И всё же не сама по себе война определила революцию. Её определял издавний страстный конфликт общества и власти, на который война наложилась. Всё назревание революции было не в военных, не в экономических затруднениях как таковых, но — в интеллигентском ожесточении многих десятилетий, никогда не пересиленном властью.
Очевидно, у власти было два пути, совершенно исключавших революцию. Или — подавление, сколько-нибудь последовательное и жестокое (как мы его теперь узнали), — на это царская власть была не способна прежде всего морально, она не могла поставить себе такой задачи. Или — деятельное, неутомимое реформирование всего устаревшего и не соответственного. На это власть тоже была не способна — по дремоте, по неосознанию, по боязни. И она потекла средним, самым губительным путём: при крайнем ненавистном ожесточении общества — и не давить, и не разрешать, но лежать поперёк косным препятствием.
Монархия — как бы заснула. После Столыпина она не имела ясной активной программы действий, закисала в сомнениях. Слабость строя подходила к опасной черте. Нужны были энергичные реформы, продолжающие Столыпина, — их не предприняли. Власть продремала и перестаревшие сословные пережитки, и безмерно затянувшееся неравноправие крестьянства, и затянувшуюся неразрешённость рабочего положения. Даже только эти явления имея в виду, невозможно было ответственно вступать ни в японскую войну, ни в Мировую. А затем власть продремала и объём потерь и народную усталость от затянувшейся этой войны.
Накал ненависти между образованным классом и властью делал невозможным никакие конструктивные совместные меры, компромиссы, государственные выходы, а создавал лишь истребительный потенциал уничтожения. Образованное общество в свою очередь играло крестьянством как картой, то раззаряло его на несуществующие земли, то препятствовало его равноправию и волостному земскому самоуправлению.
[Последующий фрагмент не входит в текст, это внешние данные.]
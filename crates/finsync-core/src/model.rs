use chrono::{DateTime, Duration, NaiveDate, Utc};
use rust_decimal::Decimal;
use serde::{Deserialize, Serialize};
use uuid::Uuid;

#[derive(Debug, Clone, Copy, PartialEq, Eq, Hash, Serialize, Deserialize)]
#[serde(rename_all = "SCREAMING_SNAKE_CASE")]
pub enum TransactionType {
    Debit,
    Credit,
}

/// A user's provider connection. `item_id` is the credential the provider
/// client authenticates with.
#[derive(Debug, Clone, PartialEq, Eq, Serialize, Deserialize)]
pub struct UserCredential {
    pub user_id: String,
    pub item_id: String,
}

impl UserCredential {
    pub fn new(user_id: impl Into<String>, item_id: impl Into<String>) -> Self {
        Self {
            user_id: user_id.into(),
            item_id: item_id.into(),
        }
    }
}

/// Secondary identity of an account when the provider ID is unknown or has
/// been reissued.
#[derive(Debug, Clone, PartialEq, Eq, Hash, Serialize, Deserialize)]
pub struct AccountKey {
    pub name: String,
    pub account_type: String,
    pub subtype: String,
}

impl AccountKey {
    pub fn new(
        name: impl Into<String>,
        account_type: impl Into<String>,
        subtype: impl Into<String>,
    ) -> Self {
        Self {
            name: name.into().trim().to_string(),
            account_type: account_type.into().trim().to_string(),
            subtype: subtype.into().trim().to_string(),
        }
    }
}

#[derive(Debug, Clone, PartialEq, Serialize, Deserialize)]
pub struct Account {
    pub id: Uuid,
    pub user_id: String,
    pub external_id: Option<String>,
    pub item_id: Option<String>,
    pub name: String,
    pub account_type: String,
    pub subtype: String,
    pub balance: Decimal,
    pub currency_code: String,
    pub created_at: DateTime<Utc>,
    pub updated_at: DateTime<Utc>,
}

impl Account {
    pub fn key(&self) -> AccountKey {
        AccountKey::new(&self.name, &self.account_type, &self.subtype)
    }
}

#[derive(Debug, Clone, PartialEq, Serialize, Deserialize)]
pub struct Transaction {
    pub id: Uuid,
    pub user_id: String,
    pub account_id: Uuid,
    pub external_id: String,
    pub description: String,
    pub category: Option<String>,
    pub status: String,
    pub notes: Option<String>,
    pub amount: Decimal,
    pub transaction_date: NaiveDate,
    pub transaction_type: TransactionType,
    pub provider_created_at: Option<DateTime<Utc>>,
    pub provider_updated_at: Option<DateTime<Utc>>,
    /// Set once a human edits description, category, considered or notes.
    pub manipulated: bool,
    pub considered: bool,
    pub original_description: Option<String>,
    pub original_category: Option<String>,
    pub duplicate_of: Option<Uuid>,
    pub created_at: DateTime<Utc>,
    pub updated_at: DateTime<Utc>,
}

impl Transaction {
    pub fn is_duplicate(&self) -> bool {
        self.duplicate_of.is_some()
    }
}

#[derive(Debug, Clone, PartialEq, Serialize, Deserialize)]
pub struct Bill {
    pub id: Uuid,
    pub user_id: String,
    pub account_id: Uuid,
    pub external_id: String,
    pub due_date: NaiveDate,
    pub total_amount: Decimal,
    pub minimum_payment: Option<Decimal>,
    pub currency_code: String,
    pub status: String,
    pub payment_transaction_id: Option<Uuid>,
    pub created_at: DateTime<Utc>,
    pub updated_at: DateTime<Utc>,
}

impl Bill {
    pub fn is_paid(&self) -> bool {
        self.payment_transaction_id.is_some()
    }
}

/// Query-time value used to correlate a bill with its payment transaction.
#[derive(Debug, Clone, PartialEq, Eq, Serialize, Deserialize)]
pub struct BillMatchCriteria {
    pub account_id: Uuid,
    pub amount: Decimal,
    pub date_lower_bound: NaiveDate,
    pub date_upper_bound: NaiveDate,
}

impl BillMatchCriteria {
    pub fn around(account_id: Uuid, amount: Decimal, date: NaiveDate, window_days: i64) -> Self {
        let window = Duration::days(window_days.max(0));
        Self {
            account_id,
            amount: amount.abs(),
            date_lower_bound: date - window,
            date_upper_bound: date + window,
        }
    }

    pub fn contains_date(&self, date: NaiveDate) -> bool {
        date >= self.date_lower_bound && date <= self.date_upper_bound
    }

    /// Sign-insensitive: a bill total of 150.00 matches a payment of -150.00.
    pub fn matches_amount(&self, amount: Decimal) -> bool {
        amount.abs() == self.amount
    }
}

/// Account as returned by the provider.
#[derive(Debug, Clone, PartialEq, Serialize, Deserialize)]
#[serde(rename_all = "camelCase")]
pub struct ProviderAccount {
    pub id: String,
    pub item_id: String,
    pub name: String,
    #[serde(rename = "type")]
    pub account_type: String,
    pub subtype: String,
    pub balance: Decimal,
    #[serde(default = "default_currency")]
    pub currency_code: String,
}

impl ProviderAccount {
    pub fn key(&self) -> AccountKey {
        AccountKey::new(&self.name, &self.account_type, &self.subtype)
    }
}

#[derive(Debug, Clone, PartialEq, Serialize, Deserialize)]
#[serde(rename_all = "camelCase")]
pub struct ProviderTransaction {
    pub id: String,
    pub account_id: String,
    pub description: String,
    #[serde(default)]
    pub category: Option<String>,
    #[serde(default = "default_transaction_status")]
    pub status: String,
    pub amount: Decimal,
    pub date: NaiveDate,
    #[serde(rename = "type")]
    pub transaction_type: TransactionType,
    #[serde(default)]
    pub created_at: Option<DateTime<Utc>>,
    #[serde(default)]
    pub updated_at: Option<DateTime<Utc>>,
}

#[derive(Debug, Clone, PartialEq, Serialize, Deserialize)]
#[serde(rename_all = "camelCase")]
pub struct ProviderBill {
    pub id: String,
    pub account_id: String,
    pub due_date: NaiveDate,
    pub total_amount: Decimal,
    #[serde(default)]
    pub minimum_payment_amount: Option<Decimal>,
    #[serde(default = "default_currency")]
    pub currency_code: String,
    #[serde(default = "default_bill_status")]
    pub status: String,
}

fn default_currency() -> String {
    "BRL".to_string()
}

fn default_transaction_status() -> String {
    "POSTED".to_string()
}

fn default_bill_status() -> String {
    "OPEN".to_string()
}

/// Incoming account values. When `existing_id` is set the row it names is
/// updated and re-pointed at `external_id`; otherwise the upsert is keyed on
/// `(user_id, external_id)`.
#[derive(Debug, Clone, PartialEq)]
pub struct AccountUpsert {
    pub existing_id: Option<Uuid>,
    pub user_id: String,
    pub external_id: String,
    pub item_id: String,
    pub name: String,
    pub account_type: String,
    pub subtype: String,
    pub balance: Decimal,
    pub currency_code: String,
}

impl AccountUpsert {
    pub fn from_provider(user_id: &str, account: &ProviderAccount, existing_id: Option<Uuid>) -> Self {
        Self {
            existing_id,
            user_id: user_id.to_string(),
            external_id: account.id.clone(),
            item_id: account.item_id.clone(),
            name: account.name.trim().to_string(),
            account_type: account.account_type.trim().to_string(),
            subtype: account.subtype.trim().to_string(),
            balance: account.balance,
            currency_code: account.currency_code.clone(),
        }
    }
}

#[derive(Debug, Clone, PartialEq)]
pub struct TransactionUpsert {
    pub user_id: String,
    pub account_id: Uuid,
    pub external_id: String,
    pub description: String,
    pub category: Option<String>,
    pub status: String,
    pub notes: Option<String>,
    pub amount: Decimal,
    pub transaction_date: NaiveDate,
    pub transaction_type: TransactionType,
    pub provider_created_at: Option<DateTime<Utc>>,
    pub provider_updated_at: Option<DateTime<Utc>>,
}

impl TransactionUpsert {
    pub fn from_provider(user_id: &str, account_id: Uuid, tx: &ProviderTransaction) -> Self {
        Self {
            user_id: user_id.to_string(),
            account_id,
            external_id: tx.id.clone(),
            description: tx.description.trim().to_string(),
            category: tx.category.clone(),
            status: tx.status.clone(),
            notes: None,
            amount: tx.amount,
            transaction_date: tx.date,
            transaction_type: tx.transaction_type,
            provider_created_at: tx.created_at,
            provider_updated_at: tx.updated_at,
        }
    }
}

#[derive(Debug, Clone, PartialEq)]
pub struct BillUpsert {
    pub user_id: String,
    pub account_id: Uuid,
    pub external_id: String,
    pub due_date: NaiveDate,
    pub total_amount: Decimal,
    pub minimum_payment: Option<Decimal>,
    pub currency_code: String,
    pub status: String,
}

impl BillUpsert {
    pub fn from_provider(user_id: &str, account_id: Uuid, bill: &ProviderBill) -> Self {
        Self {
            user_id: user_id.to_string(),
            account_id,
            external_id: bill.id.clone(),
            due_date: bill.due_date,
            total_amount: bill.total_amount,
            minimum_payment: bill.minimum_payment_amount,
            currency_code: bill.currency_code.clone(),
            status: bill.status.clone(),
        }
    }
}

/// Result of one upsert statement.
#[derive(Debug, Clone, Copy, PartialEq, Eq)]
pub enum UpsertOutcome {
    Created(Uuid),
    Updated(Uuid),
    /// Every updatable field already matched; nothing was written.
    Unchanged(Uuid),
}

impl UpsertOutcome {
    pub fn id(&self) -> Uuid {
        match self {
            Self::Created(id) | Self::Updated(id) | Self::Unchanged(id) => *id,
        }
    }
}

#[cfg(test)]
mod tests {
    use super::*;
    use rust_decimal_macros::dec;

    #[test]
    fn criteria_window_is_inclusive_and_sign_insensitive() {
        let due = NaiveDate::from_ymd_opt(2026, 3, 10).expect("date");
        let criteria = BillMatchCriteria::around(Uuid::new_v4(), dec!(-150.00), due, 5);

        assert_eq!(criteria.amount, dec!(150.00));
        assert!(criteria.contains_date(NaiveDate::from_ymd_opt(2026, 3, 5).expect("date")));
        assert!(criteria.contains_date(NaiveDate::from_ymd_opt(2026, 3, 15).expect("date")));
        assert!(!criteria.contains_date(NaiveDate::from_ymd_opt(2026, 3, 16).expect("date")));
        assert!(criteria.matches_amount(dec!(-150)));
        assert!(!criteria.matches_amount(dec!(150.01)));
    }

    #[test]
    fn provider_transaction_parses_camel_case_payload() {
        let raw = r#"{
            "id": "tx-1",
            "accountId": "acc-1",
            "description": "UBER *TRIP",
            "amount": -23.9,
            "date": "2026-02-01",
            "type": "DEBIT"
        }"#;
        let tx: ProviderTransaction = serde_json::from_str(raw).expect("parse");
        assert_eq!(tx.account_id, "acc-1");
        assert_eq!(tx.status, "POSTED");
        assert_eq!(tx.transaction_type, TransactionType::Debit);
        assert_eq!(tx.amount, dec!(-23.9));
    }

    #[test]
    fn account_key_trims_whitespace() {
        assert_eq!(
            AccountKey::new(" Nubank ", "CREDIT", "CREDIT_CARD "),
            AccountKey::new("Nubank", "CREDIT", "CREDIT_CARD")
        );
    }
}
Если бы крестьянство к этой войне уже было бы общественно-равноправно, экономически устроено и не таило бы сословных унижений и обид — петроградский бунт мог бы ограничиться столичными эпизодами, но не дал бы губительного раската революции с марта по осень.
Взрыв храма Христа Спасителя 5 декабря 1931 года. www.orthodoxworld.ru | |
Даже и этот смертельный внутригосударственный разрыв и при всей затянувшейся войне не произвел бы революции — при администрации живой, деятельной, ответственной, не окруженной тысячами паразитов. Но в дремоте монархии стали традиционны отменно плохие назначения на гражданские и военные посты людей самоублажённых, ленивых, робких, не способных к решительным действиям в решительный час.
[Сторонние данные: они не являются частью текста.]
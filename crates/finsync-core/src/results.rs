use std::fmt;

use serde::{Deserialize, Serialize};

use crate::model::UpsertOutcome;

/// Error lists shown to admins are cut after this many entries.
pub const MAX_REPORTED_ERRORS: usize = 5;

#[derive(Debug, Clone, Copy, PartialEq, Eq, Hash, Serialize, Deserialize)]
#[serde(rename_all = "snake_case")]
pub enum SyncKind {
    Account,
    Transaction,
    Bill,
}

impl SyncKind {
    pub fn as_str(&self) -> &'static str {
        match self {
            Self::Account => "account",
            Self::Transaction => "transaction",
            Self::Bill => "bill",
        }
    }
}

impl fmt::Display for SyncKind {
    fn fmt(&self, f: &mut fmt::Formatter<'_>) -> fmt::Result {
        f.write_str(self.as_str())
    }
}

/// Counters for one sync pass over one entity kind for one user.
#[derive(Debug, Clone, PartialEq, Eq, Serialize, Deserialize)]
pub struct SyncResult {
    pub owner_key: String,
    pub kind: SyncKind,
    pub items_found: usize,
    pub created: usize,
    pub updated: usize,
    pub skipped: usize,
    pub errors: Vec<String>,
}

impl SyncResult {
    pub fn new(owner_key: impl Into<String>, kind: SyncKind) -> Self {
        Self {
            owner_key: owner_key.into(),
            kind,
            items_found: 0,
            created: 0,
            updated: 0,
            skipped: 0,
            errors: Vec::new(),
        }
    }

    pub fn record(&mut self, outcome: UpsertOutcome) {
        match outcome {
            UpsertOutcome::Created(_) => self.created += 1,
            UpsertOutcome::Updated(_) => self.updated += 1,
            UpsertOutcome::Unchanged(_) => {}
        }
    }

    pub fn skip(&mut self) {
        self.skipped += 1;
    }

    pub fn push_error(&mut self, error: impl Into<String>) {
        self.errors.push(error.into());
    }

    pub fn summary(&self) -> String {
        let mut line = format!(
            "{} sync for {}: found={} created={} updated={} skipped={} errors={}",
            self.kind,
            self.owner_key,
            self.items_found,
            self.created,
            self.updated,
            self.skipped,
            self.errors.len()
        );
        if !self.errors.is_empty() {
            line.push_str(" [");
            line.push_str(&cap_errors(&self.errors, MAX_REPORTED_ERRORS));
            line.push(']');
        }
        line
    }
}

#[derive(Debug, Clone, Default, PartialEq, Eq, Serialize, Deserialize)]
pub struct DuplicateCheckResult {
    pub transactions_checked: usize,
    pub duplicates_found: usize,
    pub duplicates_marked: usize,
    pub errors: Vec<String>,
}

impl DuplicateCheckResult {
    pub fn absorb(&mut self, other: DuplicateCheckResult) {
        self.transactions_checked += other.transactions_checked;
        self.duplicates_found += other.duplicates_found;
        self.duplicates_marked += other.duplicates_marked;
        self.errors.extend(other.errors);
    }

    pub fn summary(&self) -> String {
        let mut line = format!(
            "checked={} found={} marked={}",
            self.transactions_checked, self.duplicates_found, self.duplicates_marked
        );
        if !self.errors.is_empty() {
            line.push_str(&format!(
                " errors={} [{}]",
                self.errors.len(),
                cap_errors(&self.errors, MAX_REPORTED_ERRORS)
            ));
        }
        line
    }
}

/// Joins at most `limit` errors, appending `"... and N more"` for the rest.
pub fn cap_errors(errors: &[String], limit: usize) -> String {
    let mut shown = errors.iter().take(limit).cloned().collect::<Vec<_>>().join("; ");
    if errors.len() > limit {
        shown.push_str(&format!("; ... and {} more", errors.len() - limit));
    }
    shown
}

#[cfg(test)]
mod tests {
    use super::*;
    use uuid::Uuid;

    #[test]
    fn unchanged_outcomes_are_not_counted() {
        let mut result = SyncResult::new("user-1", SyncKind::Transaction);
        result.record(UpsertOutcome::Created(Uuid::nil()));
        result.record(UpsertOutcome::Updated(Uuid::nil()));
        result.record(UpsertOutcome::Unchanged(Uuid::nil()));
        result.skip();
        assert_eq!((result.created, result.updated, result.skipped), (1, 1, 1));
    }

    #[test]
    fn errors_are_capped_with_remainder_suffix() {
        let errors = (1..=8).map(|i| format!("e{i}")).collect::<Vec<_>>();
        assert_eq!(
            cap_errors(&errors, MAX_REPORTED_ERRORS),
            "e1; e2; e3; e4; e5; ... and 3 more"
        );
        assert_eq!(cap_errors(&errors[..2], MAX_REPORTED_ERRORS), "e1; e2");
    }

    #[test]
    fn duplicate_results_accumulate() {
        let mut total = DuplicateCheckResult::default();
        total.absorb(DuplicateCheckResult {
            transactions_checked: 4,
            duplicates_found: 1,
            duplicates_marked: 1,
            errors: vec![],
        });
        total.absorb(DuplicateCheckResult {
            transactions_checked: 2,
            duplicates_found: 1,
            duplicates_marked: 0,
            errors: vec!["boom".into()],
        });
        assert_eq!(total.summary(), "checked=6 found=2 marked=1 errors=1 [boom]");
    }
}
Стояла Россия веками — и дремалось, что её существование не требует настойчивого изобретательного приложения сил. Вот так стоит — и будет стоять.
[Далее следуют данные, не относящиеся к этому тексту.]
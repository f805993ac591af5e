use std::collections::HashMap;

use async_trait::async_trait;
use chrono::Utc;
use finsync_core::{
    apply_user_edit, merge_account, merge_bill, merge_transaction, new_account, new_bill,
    new_transaction, Account, AccountKey, AccountUpsert, Bill, BillMatchCriteria, BillUpsert,
    Transaction, TransactionUpsert, UpsertOutcome, UserEdit,
};
use tokio::sync::RwLock;
use uuid::Uuid;

use crate::snapshot::StoreSnapshot;
use crate::{AccountRepository, BillRepository, StoreError, TransactionRepository};

trait Row: Clone {
    const ENTITY: &'static str;

    fn id(&self) -> Uuid;
    fn user_id(&self) -> &str;
    fn external_id(&self) -> Option<&str>;
}

impl Row for Account {
    const ENTITY: &'static str = "account";

    fn id(&self) -> Uuid {
        self.id
    }
    fn user_id(&self) -> &str {
        &self.user_id
    }
    fn external_id(&self) -> Option<&str> {
        self.external_id.as_deref()
    }
}

impl Row for Transaction {
    const ENTITY: &'static str = "transaction";

    fn id(&self) -> Uuid {
        self.id
    }
    fn user_id(&self) -> &str {
        &self.user_id
    }
    fn external_id(&self) -> Option<&str> {
        Some(&self.external_id)
    }
}

impl Row for Bill {
    const ENTITY: &'static str = "bill";

    fn id(&self) -> Uuid {
        self.id
    }
    fn user_id(&self) -> &str {
        &self.user_id
    }
    fn external_id(&self) -> Option<&str> {
        Some(&self.external_id)
    }
}

/// Rows plus a unique `(user_id, external_id)` index.
#[derive(Debug)]
struct Table<T> {
    rows: HashMap<Uuid, T>,
    by_external: HashMap<(String, String), Uuid>,
}

impl<T> Default for Table<T> {
    fn default() -> Self {
        Self {
            rows: HashMap::new(),
            by_external: HashMap::new(),
        }
    }
}

impl<T: Row> Table<T> {
    fn from_rows(rows: Vec<T>) -> Self {
        let mut table = Self::default();
        for row in rows {
            table.put(row);
        }
        table
    }

    fn get(&self, id: Uuid) -> Option<&T> {
        self.rows.get(&id)
    }

    fn require(&self, id: Uuid) -> Result<&T, StoreError> {
        self.rows.get(&id).ok_or_else(|| StoreError::NotFound {
            entity: T::ENTITY,
            id: id.to_string(),
        })
    }

    fn find_external(&self, user_id: &str, external_id: &str) -> Option<&T> {
        self.by_external
            .get(&(user_id.to_string(), external_id.to_string()))
            .and_then(|id| self.rows.get(id))
    }

    fn put(&mut self, row: T) {
        if let Some(previous) = self.rows.get(&row.id()) {
            if let Some(ext) = previous.external_id() {
                self.by_external
                    .remove(&(previous.user_id().to_string(), ext.to_string()));
            }
        }
        if let Some(ext) = row.external_id() {
            self.by_external
                .insert((row.user_id().to_string(), ext.to_string()), row.id());
        }
        self.rows.insert(row.id(), row);
    }

    fn for_user(&self, user_id: &str) -> impl Iterator<Item = &T> + '_ {
        let user_id = user_id.to_string();
        self.rows.values().filter(move |row| row.user_id() == user_id)
    }

    fn all(&self) -> Vec<T> {
        self.rows.values().cloned().collect()
    }
}

/// In-process store backing all three repositories. Each upsert runs under
/// the table's write lock, so it behaves like a single statement.
#[derive(Debug, Default)]
pub struct MemoryStore {
    accounts: RwLock<Table<Account>>,
    transactions: RwLock<Table<Transaction>>,
    bills: RwLock<Table<Bill>>,
}

impl MemoryStore {
    pub fn new() -> Self {
        Self::default()
    }

    pub fn from_snapshot(snapshot: StoreSnapshot) -> Self {
        Self {
            accounts: RwLock::new(Table::from_rows(snapshot.accounts)),
            transactions: RwLock::new(Table::from_rows(snapshot.transactions)),
            bills: RwLock::new(Table::from_rows(snapshot.bills)),
        }
    }

    pub async fn snapshot(&self) -> StoreSnapshot {
        let mut snapshot = StoreSnapshot {
            accounts: self.accounts.read().await.all(),
            transactions: self.transactions.read().await.all(),
            bills: self.bills.read().await.all(),
        };
        snapshot.accounts.sort_by_key(|a| (a.created_at, a.id));
        snapshot.transactions.sort_by_key(|t| (t.created_at, t.id));
        snapshot.bills.sort_by_key(|b| (b.created_at, b.id));
        snapshot
    }

    /// Stores rows verbatim, for seeding and imports.
    pub async fn insert_account(&self, account: Account) {
        self.accounts.write().await.put(account);
    }

    pub async fn insert_transaction(&self, transaction: Transaction) {
        self.transactions.write().await.put(transaction);
    }

    pub async fn insert_bill(&self, bill: Bill) {
        self.bills.write().await.put(bill);
    }

    /// Manual edit coming from the user-facing CRUD surface.
    pub async fn apply_user_edit(
        &self,
        id: Uuid,
        edit: &UserEdit,
    ) -> Result<Transaction, StoreError> {
        let mut table = self.transactions.write().await;
        let edited = apply_user_edit(table.require(id)?, edit, Utc::now());
        table.put(edited.clone());
        Ok(edited)
    }
}

fn sorted_by_creation<T, K: Ord>(mut rows: Vec<T>, key: impl Fn(&T) -> K) -> Vec<T> {
    rows.sort_by_key(|row| key(row));
    rows
}

#[async_trait]
impl AccountRepository for MemoryStore {
    async fn get_by_id(&self, id: Uuid) -> Result<Option<Account>, StoreError> {
        Ok(self.accounts.read().await.get(id).cloned())
    }

    async fn list_by_user(&self, user_id: &str) -> Result<Vec<Account>, StoreError> {
        let rows = self.accounts.read().await.for_user(user_id).cloned().collect();
        Ok(sorted_by_creation(rows, |a: &Account| (a.created_at, a.id)))
    }

    async fn find_by_name_type_subtype(
        &self,
        user_id: &str,
        key: &AccountKey,
    ) -> Result<Option<Account>, StoreError> {
        Ok(self
            .accounts
            .read()
            .await
            .for_user(user_id)
            .filter(|a| &a.key() == key)
            .min_by_key(|a| (a.created_at, a.id))
            .cloned())
    }

    async fn upsert(&self, params: AccountUpsert) -> Result<UpsertOutcome, StoreError> {
        if params.external_id.trim().is_empty() {
            return Err(StoreError::Invalid("account external id is empty".into()));
        }
        let now = Utc::now();
        let mut table = self.accounts.write().await;
        let current = match params.existing_id {
            Some(id) => Some(table.require(id)?.clone()),
            None => table.find_external(&params.user_id, &params.external_id).cloned(),
        };

        let Some(current) = current else {
            let account = new_account(&params, now);
            let id = account.id;
            table.put(account);
            return Ok(UpsertOutcome::Created(id));
        };

        if current.user_id != params.user_id {
            return Err(StoreError::Conflict(format!(
                "account {} belongs to another user",
                current.id
            )));
        }
        if let Some(owner) = table.find_external(&params.user_id, &params.external_id) {
            if owner.id != current.id {
                return Err(StoreError::Conflict(format!(
                    "external id {} already linked to account {}",
                    params.external_id, owner.id
                )));
            }
        }

        match merge_account(&current, &params, now) {
            None => Ok(UpsertOutcome::Unchanged(current.id)),
            Some(next) => {
                table.put(next);
                Ok(UpsertOutcome::Updated(current.id))
            }
        }
    }
}

#[async_trait]
impl TransactionRepository for MemoryStore {
    async fn get_by_id(&self, id: Uuid) -> Result<Option<Transaction>, StoreError> {
        Ok(self.transactions.read().await.get(id).cloned())
    }

    async fn list_by_user(&self, user_id: &str) -> Result<Vec<Transaction>, StoreError> {
        let rows = self.transactions.read().await.for_user(user_id).cloned().collect();
        Ok(sorted_by_creation(rows, |t: &Transaction| (t.created_at, t.id)))
    }

    async fn upsert(&self, params: TransactionUpsert) -> Result<UpsertOutcome, StoreError> {
        if params.external_id.trim().is_empty() {
            return Err(StoreError::Invalid("transaction external id is empty".into()));
        }
        let now = Utc::now();
        let mut table = self.transactions.write().await;
        match table.find_external(&params.user_id, &params.external_id).cloned() {
            None => {
                let tx = new_transaction(&params, now);
                let id = tx.id;
                table.put(tx);
                Ok(UpsertOutcome::Created(id))
            }
            Some(current) => match merge_transaction(&current, &params, now) {
                None => Ok(UpsertOutcome::Unchanged(current.id)),
                Some(next) => {
                    table.put(next);
                    Ok(UpsertOutcome::Updated(current.id))
                }
            },
        }
    }

    async fn find_payment_candidates(
        &self,
        user_id: &str,
        criteria: &BillMatchCriteria,
    ) -> Result<Vec<Transaction>, StoreError> {
        let rows = self
            .transactions
            .read()
            .await
            .for_user(user_id)
            .filter(|t| {
                t.account_id == criteria.account_id
                    && !t.is_duplicate()
                    && criteria.contains_date(t.transaction_date)
                    && criteria.matches_amount(t.amount)
            })
            .cloned()
            .collect();
        Ok(sorted_by_creation(rows, |t: &Transaction| (t.created_at, t.id)))
    }

    async fn mark_duplicate(&self, id: Uuid, canonical_id: Uuid) -> Result<bool, StoreError> {
        if id == canonical_id {
            return Err(StoreError::Conflict(format!(
                "transaction {id} cannot duplicate itself"
            )));
        }
        let mut table = self.transactions.write().await;
        table.require(canonical_id)?;
        let current = table.require(id)?;
        if current.duplicate_of == Some(canonical_id) {
            return Ok(false);
        }
        let mut next = current.clone();
        next.duplicate_of = Some(canonical_id);
        next.updated_at = Utc::now();
        table.put(next);
        Ok(true)
    }
}

#[async_trait]
impl BillRepository for MemoryStore {
    async fn get_by_id(&self, id: Uuid) -> Result<Option<Bill>, StoreError> {
        Ok(self.bills.read().await.get(id).cloned())
    }

    async fn list_by_user(&self, user_id: &str) -> Result<Vec<Bill>, StoreError> {
        let rows = self.bills.read().await.for_user(user_id).cloned().collect();
        Ok(sorted_by_creation(rows, |b: &Bill| (b.created_at, b.id)))
    }

    async fn upsert(&self, params: BillUpsert) -> Result<UpsertOutcome, StoreError> {
        if params.external_id.trim().is_empty() {
            return Err(StoreError::Invalid("bill external id is empty".into()));
        }
        let now = Utc::now();
        let mut table = self.bills.write().await;
        match table.find_external(&params.user_id, &params.external_id).cloned() {
            None => {
                let bill = new_bill(&params, now);
                let id = bill.id;
                table.put(bill);
                Ok(UpsertOutcome::Created(id))
            }
            Some(current) => match merge_bill(&current, &params, now) {
                None => Ok(UpsertOutcome::Unchanged(current.id)),
                Some(next) => {
                    table.put(next);
                    Ok(UpsertOutcome::Updated(current.id))
                }
            },
        }
    }

    async fn find_matching_bill(
        &self,
        user_id: &str,
        criteria: &BillMatchCriteria,
    ) -> Result<Option<Bill>, StoreError> {
        Ok(self
            .bills
            .read()
            .await
            .for_user(user_id)
            .filter(|b| {
                b.account_id == criteria.account_id
                    && criteria.contains_date(b.due_date)
                    && criteria.matches_amount(b.total_amount)
            })
            .min_by_key(|b| (b.due_date, b.created_at))
            .cloned())
    }

    async fn set_payment_transaction(
        &self,
        bill_id: Uuid,
        transaction_id: Uuid,
    ) -> Result<bool, StoreError> {
        let mut table = self.bills.write().await;
        let current = table.require(bill_id)?;
        if current.payment_transaction_id == Some(transaction_id) {
            return Ok(false);
        }
        let mut next = current.clone();
        next.payment_transaction_id = Some(transaction_id);
        next.updated_at = Utc::now();
        table.put(next);
        Ok(true)
    }
}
Эта дремота была — шире чем только администрации, это была дремота всего наследственного привилегированного класса — дворянства, особенно в его титулованных, высоко-бюрократических, великокняжеских и гвардейских кругах. Этот класс, столько получивший от России за столетия, и всё авансом, теперь в переходную напряжённую пору страны в лучшем случае выделял немногочисленных честных служак, а то — вождей взволнованного общества, а то даже — и революционеров, в главной же и высшей своей части так же дремал, беззаботно доживая, без деятельного поиска, без жертвенного беспокойства, как отдать животы на благо царя и России. Правящий класс потерял чувство долга, не тяготился своими незаслуженными наследственными привилегиями, перебором прав, сохранённых при раскрепощении крестьян, своим всё ещё, и в разорении, возвышенным состоянием. Как ни странно, но Государственное сознание наиболее покинуло его. И в грозный декабрь 1916 дворянство, погубившее эту власть, ещё от неё же и отшатнулось с громкими обличениями. Но и при всём том на краю пропасти ещё могла бы удержать страну сильная авторитетная Церковь. Церковь-то и должна была создать противоположное духовное Поле, укрепить в народе и обществе сопротивление разложению. Но (до сих пор сотрясённая безумным расколом XVII века) не создала такого. В дни величайшей национальной катастрофы России Церковь — и не попыталась спасти, образумить страну. Духовенство синодальной церкви, уже два столетия как поддавшееся властной императорской длани, — утеряло высшую ответственность и упустило духовное руководство народом. Масса священства затеряла духовную энергию, одряхла. Церковь была слаба, высмеяна обществом, священники принижены среди сельской паствы. Не случайно именно семинарии становились рассадниками атеизма и безбожия, там читали гектографическую запрещённую литературу, собирали подпольные собрания, оттуда выходили эсерами. Как не заметить, что в страдные отречные дни императора — НИ ОДИН иерарх (и ни один священник) православной Церкви, каждодневно возносивший непременные за Государя молитвы, — не поспешил к нему поддержать и наставить?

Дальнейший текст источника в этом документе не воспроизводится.